Familie Rosenits befindet sich gerade "mitten im Umzug". Von einer Wohnung in Eberbach soll es Ende Mai nach Neckargerach-Guttenbach in das Elternhaus von Papa Michael gehen.

Dort ist insgesamt viel mehr Platz, der auch für den Rollstuhl wichtig ist. Vor allem aber wird Celly dort ein Therapiezimmer bekommen. "Da können wir vom Bewegungstrainer, der Galileo-Vibrationsplatte, einer Schaukel bis hin zur Sprossenwand alles unterbringen. Dazu gibt es natürlich noch ein "normales" Zimmer. Und auch Schwesterchen Tjara, die gerade vier geworden ist, bekommt ihr eigenes Reich. Zudem steht für Celly noch eine Veränderung an: Derzeit geht sie noch in den Kindergarten in Schwarzach, ab Herbst wird sie eine Außenklasse der Schwarzbach-Schule in Waldbrunn besuchen.

"Da habe ich am meisten Bammel vor", sagt der Papa. Er macht sich Gedanken, wie sie in der Schule "ankommt".

Nachdem wir Januar 2016 einen ersten Artikel über das Leben der kleinen Celly veröffentlicht hatten, startete eine Welle der Hilfsbereitschaft. Zahlreiche Aktionen und eine überwältigende Spendenbereitschaft von vielen Bürgern aus Eberbach und Umgebung brachten im Laufe des Jahres 16.000 Euro ein - für eine Delfintherapie. Zwei Wochen verbrachte die Familie im Mai/Juni 2017 auf Curaçao. Ein Wunder ist dort nicht passiert, aber darauf hatten die Eltern auch nicht gehofft. Dafür hat sich dennoch danach bei Celly einiges getan: Der Blickkontakt wurde besser, die Hände wurden ruhiger und der extreme Speichelfluss weniger. "Das hat angehalten", sagt Papa Michael.

"Vieles ist besser geworden.
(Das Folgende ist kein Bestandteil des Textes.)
//! Price level types shared by book producers and consumers

use rust_decimal::Decimal;
use serde::{Deserialize, Serialize};

use crate::errors::BookError;
use crate::numeric::{Price, Quantity};
use crate::order::Side;

/// A validated price level. A stored level always has `volume > 0`.
#[derive(Debug, Clone, Copy, PartialEq, Eq, Serialize, Deserialize)]
pub struct PriceLevel {
    pub price: Price,
    pub volume: Quantity,
}

impl PriceLevel {
    pub fn new(price: Price, volume: Quantity) -> Self {
        Self { price, volume }
    }
}

/// A raw `(price, volume)` pair as delivered by the feed.
///
/// `volume == 0` means "remove this level".
#[derive(Debug, Clone, Copy, PartialEq, Eq, Serialize, Deserialize)]
pub struct LevelUpdate {
    pub price: Decimal,
    pub volume: Decimal,
}

impl LevelUpdate {
    pub fn new(price: Decimal, volume: Decimal) -> Self {
        Self { price, volume }
    }

    /// Validate into a typed level; rejects `price <= 0` and `volume < 0`.
    pub fn validate(&self, side: Side) -> Result<PriceLevel, BookError> {
        let invalid = || BookError::InvalidLevel {
            side,
            price: self.price,
            volume: self.volume,
        };
        let price = Price::try_new(self.price).ok_or_else(invalid)?;
        let volume = Quantity::try_new(self.volume).ok_or_else(invalid)?;
        Ok(PriceLevel::new(price, volume))
    }
}

impl From<(u64, u64)> for LevelUpdate {
    fn from((price, volume): (u64, u64)) -> Self {
        Self::new(Decimal::from(price), Decimal::from(volume))
    }
}

impl From<(Decimal, Decimal)> for LevelUpdate {
    fn from((price, volume): (Decimal, Decimal)) -> Self {
        Self::new(price, volume)
    }
}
Sie nimmt mehr Anteil, erkennt Leute, nimmt ihren Tobii 115 (ein augengesteuertes Kommunikationshilfsmittel) mit in den Kindergarten - und sie hat dort Freunde gefunden."
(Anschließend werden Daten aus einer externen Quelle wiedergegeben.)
//! Inbound and outbound event definitions for the trade-cost pipeline
//!
//! Inbound: `FeedMessage` carries lifecycle signals and parsed book updates
//! from the feed collaborator. Outbound: `MetricsUpdate` carries one tick's
//! cost breakdown and latencies to the presentation collaborator.

use rust_decimal::Decimal;
use serde::{Deserialize, Serialize};
use types::book::LevelUpdate;
use types::ids::MarketId;

use crate::models::CostBreakdown;

/// Whether an update replaces the book or patches it.
#[derive(Debug, Clone, Copy, PartialEq, Eq, Hash, Serialize, Deserialize)]
#[serde(rename_all = "lowercase")]
pub enum UpdateKind {
    Snapshot,
    Delta,
}

/// A parsed order-book update from the feed.
///
/// Levels use the "volume 0 = remove" convention. The event is owned by the
/// orchestrator only while it is applied.
#[derive(Debug, Clone, PartialEq, Eq, Serialize, Deserialize)]
pub struct BookUpdateEvent {
    pub kind: UpdateKind,
    pub bids: Vec<LevelUpdate>,
    pub asks: Vec<LevelUpdate>,
    /// Unix nanoseconds timestamp from the exchange clock
    pub timestamp: i64,
    /// Exchange update id, when the venue provides one
    #[serde(default)]
    pub sequence: Option<u64>,
}

impl BookUpdateEvent {
    pub fn snapshot(bids: Vec<LevelUpdate>, asks: Vec<LevelUpdate>, timestamp: i64) -> Self {
        Self {
            kind: UpdateKind::Snapshot,
            bids,
            asks,
            timestamp,
            sequence: None,
        }
    }

    pub fn delta(bids: Vec<LevelUpdate>, asks: Vec<LevelUpdate>, timestamp: i64) -> Self {
        Self {
            kind: UpdateKind::Delta,
            bids,
            asks,
            timestamp,
            sequence: None,
        }
    }

    /// Attach an exchange sequence number.
    pub fn with_sequence(mut self, sequence: u64) -> Self {
        self.sequence = Some(sequence);
        self
    }

    /// Get the event type as a string label for logging.
    pub fn kind_label(&self) -> &'static str {
        match self.kind {
            UpdateKind::Snapshot => "Snapshot",
            UpdateKind::Delta => "Delta",
        }
    }

    /// Total number of level pairs carried.
    pub fn level_count(&self) -> usize {
        self.bids.len() + self.asks.len()
    }
}

/// Everything the feed collaborator can deliver to the orchestrator.
#[derive(Debug, Clone, PartialEq, Eq, Serialize, Deserialize)]
#[serde(tag = "type", content = "data")]
pub enum FeedMessage {
    /// Transport (re)connected and subscribed.
    Connected,
    /// Transport lost; all book-derived state is invalid.
    Disconnected,
    /// A parsed book update.
    Update(BookUpdateEvent),
}

impl FeedMessage {
    pub fn label(&self) -> &'static str {
        match self {
            FeedMessage::Connected => "Connected",
            FeedMessage::Disconnected => "Disconnected",
            FeedMessage::Update(event) => event.kind_label(),
        }
    }
}

/// Per-tick latencies in milliseconds.
#[derive(Debug, Clone, Copy, PartialEq, Default, Serialize, Deserialize)]
pub struct LatencySample {
    /// Time spent inside the pipeline for this tick.
    pub processing_ms: f64,
    /// Exchange timestamp to emission.
    pub end_to_end_ms: f64,
}

/// One tick's output for the presentation layer.
#[derive(Debug, Clone, PartialEq, Serialize, Deserialize)]
pub struct MetricsUpdate {
    pub market: MarketId,
    /// Per-pipeline tick counter; gaps mean the consumer missed updates.
    pub tick: u64,
    /// Connection generation the tick belongs to.
    pub epoch: u64,
    /// Exchange timestamp of the event that produced this tick.
    pub timestamp: i64,
    pub mid_price: Decimal,
    pub cost_breakdown: CostBreakdown,
    pub latencies: LatencySample,
}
Auf jeden Fall hat sich durch die Delfintherapie viel verändert, wenn auch "alles schwer abzugrenzen ist", da Celly viele Therapien bekommt: "Logo-, Physio-, Ergo- und Musiktherapie sowie Hippotherapie (therapeutisches Reiten).

Insgesamt ist laut Papa Michael "alles entspannter geworden, "Celly ist zurzeit gut eingestellt und anfallsfrei". Und noch entspannter wird es nach dem Umzug, denn dann werden die Fahrtstrecken zu den zahlreichen Terminen auch kürzer. Mama Ramona hat zudem ihre Arbeit in einem Lebensmittelunternehmen in Eberbach reduziert. Da auch Michael nur Teilzeit in einem Mosbacher Lebensmittelunternehmen arbeitet, bleibt so mehr Zeit für die Kinder.
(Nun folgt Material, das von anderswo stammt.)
//! Trade-cost estimation models
//!
//! Four independent estimators read the order book, rolling statistics and
//! the order parameters:
//!
//! - `slippage`: linear median quantile regression over book depth
//! - `impact`: Almgren–Chriss temporary + permanent impact
//! - `maker_taker`: logistic maker probability
//! - `fee`: fee-tier lookup weighted by maker probability
//!
//! `CostModelPipeline::evaluate` runs all four. A failing estimator only
//! removes its own field from the breakdown; nothing is ever substituted.
//! Scaling by notional and summing use checked `Decimal` arithmetic, so an
//! oversized order surfaces as `EstimatorError::Overflow` instead of a panic.
//!
//! Learned models sit behind the `SlippageModel` / `MakerTakerModel`
//! traits so pre-trained weights can be injected. Without injected weights
//! the pipeline fits a seeded fallback on synthetic data (`synthetic`),
//! which is reproducible bit for bit.

pub mod fee;
pub mod impact;
pub mod maker_taker;
pub mod slippage;
pub mod synthetic;

use std::fmt;

use rust_decimal::prelude::FromPrimitive;
use rust_decimal::Decimal;
use serde::{Deserialize, Serialize};
use tracing::debug;
use types::errors::EstimatorError;
use types::order::OrderParameters;

use crate::config::PipelineConfig;
use crate::order_book::OrderBookState;
use crate::rolling::RollingStatistics;

pub use fee::FeeEstimator;
pub use impact::MarketImpactEstimator;
pub use maker_taker::{LogisticModel, MakerTakerEstimator};
pub use slippage::{LinearQuantileModel, SlippageEstimator};

/// Inference contract of a slippage regressor.
pub trait SlippageModel: Send + Sync + fmt::Debug {
    /// Predicted slippage as a fraction of notional.
    fn predict(&self, features: &[f64]) -> Result<f64, EstimatorError>;

    /// Expected feature vector length.
    fn feature_count(&self) -> usize;
}

/// Inference contract of a maker/taker classifier.
pub trait MakerTakerModel: Send + Sync + fmt::Debug {
    /// Raw probability that the order executes as maker. May fall outside
    /// `[0, 1]`; the estimator clamps it.
    fn predict_proba(&self, features: &[f64]) -> Result<f64, EstimatorError>;
}

/// Which cost field an estimator produces.
#[derive(Debug, Clone, Copy, PartialEq, Eq, Hash, Serialize, Deserialize)]
#[serde(rename_all = "snake_case")]
pub enum CostComponent {
    Slippage,
    MarketImpact,
    MakerTaker,
    Fee,
    /// Sum of the three costs.
    Total,
}

/// An estimator that produced no value this tick.
#[derive(Debug, Clone, PartialEq, Serialize, Deserialize)]
pub struct ComponentFailure {
    pub component: CostComponent,
    pub error: EstimatorError,
}

/// Per-tick cost estimates in quote currency. Absent fields failed.
#[derive(Debug, Clone, PartialEq, Default, Serialize, Deserialize)]
pub struct CostBreakdown {
    /// Predicted slippage as a fraction of notional.
    pub slippage_pct: Option<f64>,
    pub slippage_cost: Option<Decimal>,
    pub impact_cost: Option<Decimal>,
    pub fee_cost: Option<Decimal>,
    /// Present only when all three costs are present.
    pub total_cost: Option<Decimal>,
    pub maker_probability: Option<f64>,
    pub failures: Vec<ComponentFailure>,
}

impl CostBreakdown {
    /// Whether every estimator produced a value.
    pub fn is_complete(&self) -> bool {
        self.failures.is_empty()
    }

    /// The failure recorded for `component`, if any.
    pub fn failure(&self, component: CostComponent) -> Option<&EstimatorError> {
        self.failures
            .iter()
            .find(|f| f.component == component)
            .map(|f| &f.error)
    }

    fn record<T>(&mut self, component: CostComponent, result: Result<T, EstimatorError>) -> Option<T> {
        match result {
            Ok(value) => Some(value),
            Err(error) => {
                debug!(?component, %error, "Estimator produced no value");
                self.failures.push(ComponentFailure { component, error });
                None
            }
        }
    }
}

/// Convert a model output to `Decimal`, rejecting NaN and infinities.
pub(crate) fn to_decimal(value: f64, model: &str) -> Result<Decimal, EstimatorError> {
    if !value.is_finite() {
        return Err(EstimatorError::NonFinite {
            model: model.to_string(),
        });
    }
    Decimal::from_f64(value).ok_or_else(|| EstimatorError::NonFinite {
        model: model.to_string(),
    })
}

/// `value × notional`, or `Overflow` when the product leaves `Decimal` range.
pub(crate) fn scale_by_notional(value: Decimal, notional: Decimal, model: &str) -> Result<Decimal, EstimatorError> {
    value
        .checked_mul(notional)
        .ok_or_else(|| EstimatorError::Overflow {
            model: model.to_string(),
        })
}

/// Runs the four estimators for one tick.
#[derive(Debug)]
pub struct CostModelPipeline {
    pub slippage: SlippageEstimator,
    pub impact: MarketImpactEstimator,
    pub maker_taker: MakerTakerEstimator,
    pub fee: FeeEstimator,
}

impl CostModelPipeline {
    pub fn new(
        slippage: SlippageEstimator,
        impact: MarketImpactEstimator,
        maker_taker: MakerTakerEstimator,
        fee: FeeEstimator,
    ) -> Self {
        Self {
            slippage,
            impact,
            maker_taker,
            fee,
        }
    }

    /// Pipeline with seeded fallback models and the configured constants.
    pub fn from_config(config: &PipelineConfig) -> Self {
        Self::new(
            SlippageEstimator::fallback(config.top_n_depth, config.model_seed),
            MarketImpactEstimator::new(config.gamma, config.epsilon, config.top_n_depth),
            MakerTakerEstimator::fallback(config.top_n_depth, config.model_seed),
            FeeEstimator::new(config.fee_schedule.clone()),
        )
    }

    /// Replace the slippage model with pre-trained weights.
    pub fn with_slippage_model(mut self, model: Box<dyn SlippageModel>) -> Self {
        self.slippage = SlippageEstimator::new(model, self.slippage.depth());
        self
    }

    /// Replace the maker/taker model with pre-trained weights.
    pub fn with_maker_taker_model(mut self, model: Box<dyn MakerTakerModel>) -> Self {
        self.maker_taker = MakerTakerEstimator::new(model, self.maker_taker.depth());
        self
    }

    /// Evaluate all estimators. Never fails as a whole.
    pub fn evaluate(
        &self,
        book: &OrderBookState,
        stats: &RollingStatistics,
        order: &OrderParameters,
    ) -> CostBreakdown {
        let mut breakdown = CostBreakdown::default();

        if let Some(estimate) =
            breakdown.record(CostComponent::Slippage, self.slippage.estimate(book, order))
        {
            breakdown.slippage_pct = Some(estimate.slippage_pct);
            breakdown.slippage_cost = Some(estimate.cost);
        }

        breakdown.impact_cost =
            breakdown.record(CostComponent::MarketImpact, self.impact.estimate(book, stats, order));

        breakdown.maker_probability =
            breakdown.record(CostComponent::MakerTaker, self.maker_taker.estimate(book, order));

        let fee = match breakdown.maker_probability {
            Some(p_maker) => self.fee.fee_cost(&order.fee_tier, p_maker, order.notional_usd),
            None => Err(EstimatorError::MakerProbabilityUnavailable),
        };
        breakdown.fee_cost = breakdown.record(CostComponent::Fee, fee);

        breakdown.total_cost = match (breakdown.slippage_cost, breakdown.impact_cost, breakdown.fee_cost) {
            (Some(slippage), Some(impact), Some(fee)) => {
                let total = slippage
                    .checked_add(impact)
                    .and_then(|sum| sum.checked_add(fee))
                    .ok_or_else(|| EstimatorError::Overflow {
                        model: "total".to_string(),
                    });
                breakdown.record(CostComponent::Total, total)
            }
            _ => None,
        };

        breakdown
    }
}

#[cfg(test)]
mod tests {
    use super::*;
    use std::time::Duration;
    use types::book::LevelUpdate;
    use types::fee::{FeeSchedule, FeeTier};
    use types::ids::MarketId;
    use types::numeric::Quantity;
    use types::order::Side;

    const SEC: i64 = 1_000_000_000;

    fn book() -> OrderBookState {
        let mut book = OrderBookState::new(MarketId::new("BTC/USDT"));
        let bids: Vec<LevelUpdate> = (0..12).map(|i| LevelUpdate::from((100 - i, 2))).collect();
        let asks: Vec<LevelUpdate> = (0..12).map(|i| LevelUpdate::from((101 + i, 2))).collect();
        book.apply_snapshot(&bids, &asks, 0);
        book
    }

    fn stats_with(prices: &[i64]) -> RollingStatistics {
        let mut stats = RollingStatistics::new(Duration::from_secs(60));
        for (i, p) in prices.iter().enumerate() {
            stats.push(i as i64 * SEC, Decimal::from(*p));
        }
        stats
    }

    fn order(tier: &str) -> OrderParameters {
        OrderParameters::market(
            Side::BUY,
            "1".parse::<Quantity>().unwrap(),
            Decimal::from(101),
            tier,
        )
    }

    fn pipeline() -> CostModelPipeline {
        CostModelPipeline::from_config(&PipelineConfig::default())
    }

    #[test]
    fn test_complete_breakdown() {
        let breakdown = pipeline().evaluate(&book(), &stats_with(&[100, 101, 100]), &order("VIP0"));

        assert!(breakdown.is_complete(), "failures: {:?}", breakdown.failures);
        let total = breakdown.slippage_cost.unwrap()
            + breakdown.impact_cost.unwrap()
            + breakdown.fee_cost.unwrap();
        assert_eq!(breakdown.total_cost, Some(total));
        let p = breakdown.maker_probability.unwrap();
        assert!((0.0..=1.0).contains(&p));
    }

    #[test]
    fn test_missing_volatility_only_drops_impact() {
        let breakdown = pipeline().evaluate(&book(), &stats_with(&[100]), &order("VIP0"));

        assert!(breakdown.impact_cost.is_none());
        assert!(matches!(
            breakdown.failure(CostComponent::MarketImpact),
            Some(EstimatorError::InsufficientSamples { .. })
        ));
        assert!(breakdown.slippage_cost.is_some());
        assert!(breakdown.fee_cost.is_some());
        assert!(breakdown.total_cost.is_none());
    }

    #[test]
    fn test_unknown_tier_only_drops_fee() {
        let breakdown = pipeline().evaluate(&book(), &stats_with(&[100, 101]), &order("GOLD"));

        assert!(breakdown.fee_cost.is_none());
        assert_eq!(
            breakdown.failure(CostComponent::Fee),
            Some(&EstimatorError::UnknownFeeTier {
                tier: "GOLD".to_string()
            })
        );
        assert!(breakdown.maker_probability.is_some());
        assert!(breakdown.impact_cost.is_some());
        assert!(breakdown.total_cost.is_none());
    }

    #[derive(Debug)]
    struct BrokenClassifier;

    impl MakerTakerModel for BrokenClassifier {
        fn predict_proba(&self, _features: &[f64]) -> Result<f64, EstimatorError> {
            Ok(f64::NAN)
        }
    }

    #[test]
    fn test_missing_maker_probability_omits_fee() {
        let pipeline = pipeline().with_maker_taker_model(Box::new(BrokenClassifier));
        let breakdown = pipeline.evaluate(&book(), &stats_with(&[100, 101]), &order("VIP0"));

        assert!(breakdown.maker_probability.is_none());
        assert_eq!(
            breakdown.failure(CostComponent::Fee),
            Some(&EstimatorError::MakerProbabilityUnavailable)
        );
        assert!(breakdown.slippage_cost.is_some());
    }

    #[test]
    fn test_injected_slippage_model() {
        let depth = 10;
        let model = LinearQuantileModel::new(0.5, 0.001, vec![0.0; 2 * depth + 1]);
        let pipeline = pipeline().with_slippage_model(Box::new(model));
        let breakdown = pipeline.evaluate(&book(), &stats_with(&[100, 101]), &order("VIP0"));

        assert_eq!(breakdown.slippage_pct, Some(0.001));
        assert_eq!(breakdown.slippage_cost, Some(Decimal::new(101, 3))); // 0.001 * 101
    }

    #[test]
    fn test_fee_uses_schedule_rates() {
        let schedule = FeeSchedule::new(vec![FeeTier::new(
            "FLAT",
            Decimal::ZERO,
            Decimal::new(1, 3),
            Decimal::new(1, 3),
        )]);
        let mut pipeline = pipeline();
        pipeline.fee = FeeEstimator::new(schedule);

        let mut order = order("FLAT");
        order.notional_usd = Decimal::from(1000);
        let breakdown = pipeline.evaluate(&book(), &stats_with(&[100, 101]), &order);

        // Equal rates: fee independent of maker probability
        assert_eq!(breakdown.fee_cost.unwrap().round_dp(10), Decimal::ONE);
    }

    /// Pipeline whose slippage, impact and fee all scale to `rate × notional`.
    fn pipeline_with_unit_rate(rate: i64) -> CostModelPipeline {
        let model = LinearQuantileModel::new(0.5, rate as f64, vec![0.0; 21]);
        let mut pipeline = pipeline().with_slippage_model(Box::new(model));
        pipeline.impact = MarketImpactEstimator::new(0.0, rate as f64, 10);
        pipeline.fee = FeeEstimator::new(FeeSchedule::new(vec![FeeTier::new(
            "FLAT",
            Decimal::ZERO,
            Decimal::from(rate),
            Decimal::from(rate),
        )]));
        pipeline
    }

    #[test]
    fn test_oversized_notional_reports_overflow() {
        let mut order = order("FLAT");
        order.notional_usd = Decimal::MAX;
        let breakdown = pipeline_with_unit_rate(2).evaluate(&book(), &stats_with(&[100, 101]), &order);

        for component in [CostComponent::Slippage, CostComponent::MarketImpact, CostComponent::Fee] {
            assert!(
                matches!(breakdown.failure(component), Some(EstimatorError::Overflow { .. })),
                "{component:?}: {:?}",
                breakdown.failures
            );
        }
        assert!(breakdown.slippage_cost.is_none());
        assert!(breakdown.total_cost.is_none());
        assert!(breakdown.maker_probability.is_some());
    }

    #[test]
    fn test_total_overflow_omits_total_only() {
        // Each cost equals the notional; three halves of MAX overflow the sum
        let mut order = order("FLAT");
        order.notional_usd = Decimal::MAX / Decimal::from(2);
        let breakdown = pipeline_with_unit_rate(1).evaluate(&book(), &stats_with(&[100, 101]), &order);

        assert!(breakdown.slippage_cost.is_some());
        assert!(breakdown.impact_cost.is_some());
        assert!(breakdown.fee_cost.is_some());
        assert!(breakdown.total_cost.is_none());
        assert_eq!(
            breakdown.failure(CostComponent::Total),
            Some(&EstimatorError::Overflow {
                model: "total".to_string()
            })
        );
    }

    #[test]
    fn test_to_decimal_rejects_nan() {
        assert!(to_decimal(f64::NAN, "test").is_err());
        assert!(to_decimal(f64::INFINITY, "test").is_err());
        assert_eq!(to_decimal(0.25, "test").unwrap(), Decimal::new(25, 2));
    }
}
Seit der Delfintherapie auf der karibischen Insel Curaçao ist Celly sieben Zentimeter gewachsen. Jetzt ist die Sechsjährige (am 5. Juni wird sie sieben Jahre alt) genauso groß wie ihre vierjährige Schwester.

Celly bekommt jeden Morgen einen hochkalorienhaltigen Drink, mag ansonsten - wie wohl fast jedes Kind in ihrem Alter - sehr gerne Spaghetti, Pizza und Pommes mit Soße. "Natürlich bekommt sie auch Obst und Gemüse, allerdings alles nur püriert." "Wir haben uns reingelebt in das etwas andere Leben. Celly ist ein ganz normales Kind - ganz normal anders. Die Hoffnung auf Linderung ihrer Krankheit, werden wir nie aufgeben", sagt Papa Michael. "Wir werden Celly nie aufgeben", fügt er hinzu. Und aus Cellys Tobii 115 ertönt es: "Ich mag Dich" - einen schöneren Satz hätte man sich nach dem Gespräch nicht wünschen können.